* WHAT IS EXPECTED *
Each line of the entries below that holds "OfficialsSelection" is needed, copied in full.
● ● ●
impl OfficialsSelection {
    /// The seat holder for a chamber, if the seat is filled.
    pub fn get(&self, chamber: Chamber) -> Option<&Legislator> {
        match chamber {
            Chamber::Senate => self.senator.as_ref(),
            Chamber::House => self.representative.as_ref(),
        }
    }

    pub fn with_branch(mut self, branch: Option<Chamber>) -> Self {
        self.requested_branch = branch;
        self
    }
}

// =============================================================================
// Session context
// =============================================================================

/// What the user last asked for.
#[derive(Debug, Clone, Copy, PartialEq, Eq, Hash, Serialize, Deserialize)]
#[serde(rename_all = "snake_case")]
pub enum Intent {
    /// "Who represents me?"
    Mine,
    /// "Tell me about my senator / representative."
    Details,
}

impl fmt::Display for Intent {
    fn fmt(&self, f: &mut fmt::Formatter<'_>) -> fmt::Result {
        match self {
            Intent::Mine => write!(f, "mine"),
            Intent::Details => write!(f, "details"),
        }
    }
}

/// Facts remembered for one conversation.
///
/// Fields fill in monotonically; nothing here is cleared mid-conversation.
#[derive(Debug, Clone, Default, PartialEq, Serialize, Deserialize)]
pub struct SessionContext {
    pub location: Option<Location>,
    pub district_pair: Option<DistrictPair>,
    pub officials: Option<OfficialsSelection>,
    pub last_intent: Option<Intent>,
    pub last_requested_branch: Option<Chamber>,
}

impl SessionContext {
    /// Merge a partial update, last write wins per field.
    pub fn apply(&mut self, update: ContextUpdate) {
        if let Some(location) = update.location {
            self.location = Some(location);
        }
        if let Some(pair) = update.district_pair {
            self.district_pair = Some(pair);
        }
        if let Some(officials) = update.officials {
            self.officials = Some(officials);
        }
        if let Some(intent) = update.last_intent {
            self.last_intent = Some(intent);
        }
        if let Some(branch) = update.last_requested_branch {
            self.last_requested_branch = Some(branch);
        }
    }
}

/// A partial write to a [`SessionContext`]. `None` leaves a field untouched.
#[derive(Debug, Clone, Default, PartialEq)]
pub struct ContextUpdate {
    pub location: Option<Location>,
    pub district_pair: Option<DistrictPair>,
    pub officials: Option<OfficialsSelection>,
    pub last_intent: Option<Intent>,
    pub last_requested_branch: Option<Chamber>,
}

impl ContextUpdate {
    pub fn is_empty(&self) -> bool {
        self.location.is_none()
            && self.district_pair.is_none()
            && self.officials.is_none()
            && self.last_intent.is_none()
            && self.last_requested_branch.is_none()
    }

    pub fn with_location(mut self, location: Location) -> Self {
        self.location = Some(location);
        self
    }

    pub fn with_districts(mut self, pair: DistrictPair) -> Self {
        self.district_pair = Some(pair);
        self
    }

    pub fn with_officials(mut self, officials: OfficialsSelection) -> Self {
        self.officials = Some(officials);
        self
    }

    pub fn with_intent(mut self, intent: Intent) -> Self {
        self.last_intent = Some(intent);
        self
    }

    pub fn with_branch(mut self, branch: Option<Chamber>) -> Self {
        self.last_requested_branch = branch;
        self
    }
}

#[cfg(test)]
mod tests {
    use super::*;

    fn legislator(house: Chamber, district: &str, name: &str) -> Legislator {
        Legislator {
            house,
            district: district.to_string(),
            party: Party::Republican,
            format_name: name.to_string(),
            profession: String::new(),
            education: String::new(),
            service_start: String::new(),
            counties: String::new(),
            email: String::new(),
            cell: String::new(),
            image: String::new(),
            legislation_url: String::new(),
        }
    }

    #[test]
    fn test_location_valid() {
        let loc = Location::new(40.7608, -111.891).unwrap();
        assert_eq!(loc.latitude, 40.7608);
        assert_eq!(loc.longitude, -111.891);
    }

    #[test]
    fn test_location_boundaries_accepted() {
        assert!(Location::new(90.0, 180.0).is_ok());
        assert!(Location::new(-90.0, -180.0).is_ok());
    }

    #[test]
    fn test_location_out_of_range_rejected() {
        assert!(matches!(
            Location::new(90.5, 0.0),
            Err(CivicError::InvalidLocation { .. })
        ));
        assert!(Location::new(0.0, -180.1).is_err());
    }

    #[test]
    fn test_location_non_finite_rejected() {
        assert!(Location::new(f64::NAN, 0.0).is_err());
        assert!(Location::new(0.0, f64::INFINITY).is_err());
    }

    #[test]
    fn test_district_pair_by_chamber() {
        let pair = DistrictPair::new("28", "7");
        assert_eq!(pair.district(Chamber::House), "28");
        assert_eq!(pair.district(Chamber::Senate), "7");
    }

    #[test]
    fn test_district_code_normalization() {
        use serde_json::json;
        assert_eq!(district_code(&json!(28)), Some("28".to_string()));
        assert_eq!(district_code(&json!("7")), Some("7".to_string()));
        assert_eq!(district_code(&json!(" 12 ")), Some("12".to_string()));
        assert_eq!(district_code(&json!("")), None);
        assert_eq!(district_code(&json!(null)), None);
        assert_eq!(district_code(&json!([1])), None);
    }

    #[test]
    fn test_district_code_integral_float() {
        use serde_json::json;
        assert_eq!(district_code(&json!(28.0)), Some("28".to_string()));
        assert_eq!(district_code(&json!(7.0)), Some("7".to_string()));
        assert_eq!(district_code(&json!(28.5)), Some("28.5".to_string()));
        assert_eq!(district_code(&json!(u64::MAX)), Some(u64::MAX.to_string()));
    }

    #[test]
    fn test_chamber_from_roster_codes() {
        assert_eq!("S".parse::<Chamber>().unwrap(), Chamber::Senate);
        assert_eq!("h".parse::<Chamber>().unwrap(), Chamber::House);
    }

    #[test]
    fn test_chamber_from_branch_words() {
        assert_eq!("Senator".parse::<Chamber>().unwrap(), Chamber::Senate);
        assert_eq!(" representative ".parse::<Chamber>().unwrap(), Chamber::House);
        assert_eq!("HOUSE".parse::<Chamber>().unwrap(), Chamber::House);
    }

    #[test]
    fn test_chamber_unknown() {
        let err = "governor".parse::<Chamber>().unwrap_err();
        assert_eq!(err.to_string(), "Unknown chamber: governor");
    }

    #[test]
    fn test_chamber_display_and_title() {
        assert_eq!(Chamber::Senate.to_string(), "senate");
        assert_eq!(Chamber::House.title(), "representative");
    }

    #[test]
    fn test_party_from_code() {
        assert_eq!(Party::from_code("D"), Party::Democrat);
        assert_eq!(Party::from_code("r"), Party::Republican);
        assert_eq!(Party::from_code("L"), Party::Other("L".to_string()));
    }

    #[test]
    fn test_party_name() {
        assert_eq!(Party::Democrat.name(), "democrat");
        assert_eq!(Party::Republican.to_string(), "republican");
        assert_eq!(Party::Other("I".to_string()).name(), "I");
    }

    #[test]
    fn test_selection_get_by_chamber() {
        let selection = OfficialsSelection {
            senator: Some(legislator(Chamber::Senate, "7", "A")),
            representative: None,
            requested_branch: None,
        };
        assert_eq!(selection.get(Chamber::Senate).unwrap().format_name, "A");
        assert!(selection.get(Chamber::House).is_none());
    }

    #[test]
    fn test_context_apply_merges_fields() {
        let mut ctx = SessionContext::default();
        ctx.apply(ContextUpdate::default().with_intent(Intent::Mine));
        ctx.apply(ContextUpdate::default().with_districts(DistrictPair::new("28", "7")));

        assert_eq!(ctx.last_intent, Some(Intent::Mine));
        assert_eq!(ctx.district_pair, Some(DistrictPair::new("28", "7")));
        assert!(ctx.location.is_none());
    }

    #[test]
    fn test_context_apply_never_clears() {
        let mut ctx = SessionContext::default();
        ctx.apply(ContextUpdate::default().with_branch(Some(Chamber::House)));
        ctx.apply(ContextUpdate::default().with_branch(None));
        assert_eq!(ctx.last_requested_branch, Some(Chamber::House));
    }

    #[test]
    fn test_context_apply_last_write_wins() {
        let mut ctx = SessionContext::default();
        ctx.apply(ContextUpdate::default().with_intent(Intent::Mine));
        ctx.apply(ContextUpdate::default().with_intent(Intent::Details));
        assert_eq!(ctx.last_intent, Some(Intent::Details));
    }

    #[test]
    fn test_update_is_empty() {
        assert!(ContextUpdate::default().is_empty());
        assert!(ContextUpdate::default().with_branch(None).is_empty());
        assert!(!ContextUpdate::default().with_intent(Intent::Mine).is_empty());
    }

    #[test]
    fn test_session_id_unique() {
        assert_ne!(SessionId::new(), SessionId::new());
    }

    #[test]
    fn test_timestamp_roundtrip() {
        let ts = Timestamp::now();
        assert_eq!(ts.to_datetime().timestamp(), ts.0);
    }
}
● ● ●
* RESULT OF THE EXERCISE *
impl OfficialsSelection {
    pub officials: Option<OfficialsSelection>,
    pub officials: Option<OfficialsSelection>,
    pub fn with_officials(mut self, officials: OfficialsSelection) -> Self {
        let selection = OfficialsSelection {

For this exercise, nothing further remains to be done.